== ASSIGNED TASK ==
Nothing but the lines from the one containing "- Classify the" through the last line of the data below should be returned, each copied exactly.

== DATA ==
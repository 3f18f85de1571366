//! Front-matter extraction from markdown documents.
//!
//! This module provides functionality to:
//! - Scan the `---` delimited header block of a document
//! - Pull out the `summary` and `read_when` keys with a restricted line grammar
//! - Classify the outcome as an [`ExtractionStatus`]
//!
//! Extraction never fails; every problem is encoded in the status.

pub mod extractor;
pub mod parser;
pub mod types;

pub use extractor::extract;
pub use parser::parse_front_matter;
pub use types::{ExtractionStatus, FrontMatter};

== EXPECTED OUTPUT ==
//! - Classify the outcome as an [`ExtractionStatus`]
//!
//! Extraction never fails; every problem is encoded in the status.

pub mod extractor;
pub mod parser;
pub mod types;

pub use extractor::extract;
pub use parser::parse_front_matter;
pub use types::{ExtractionStatus, FrontMatter};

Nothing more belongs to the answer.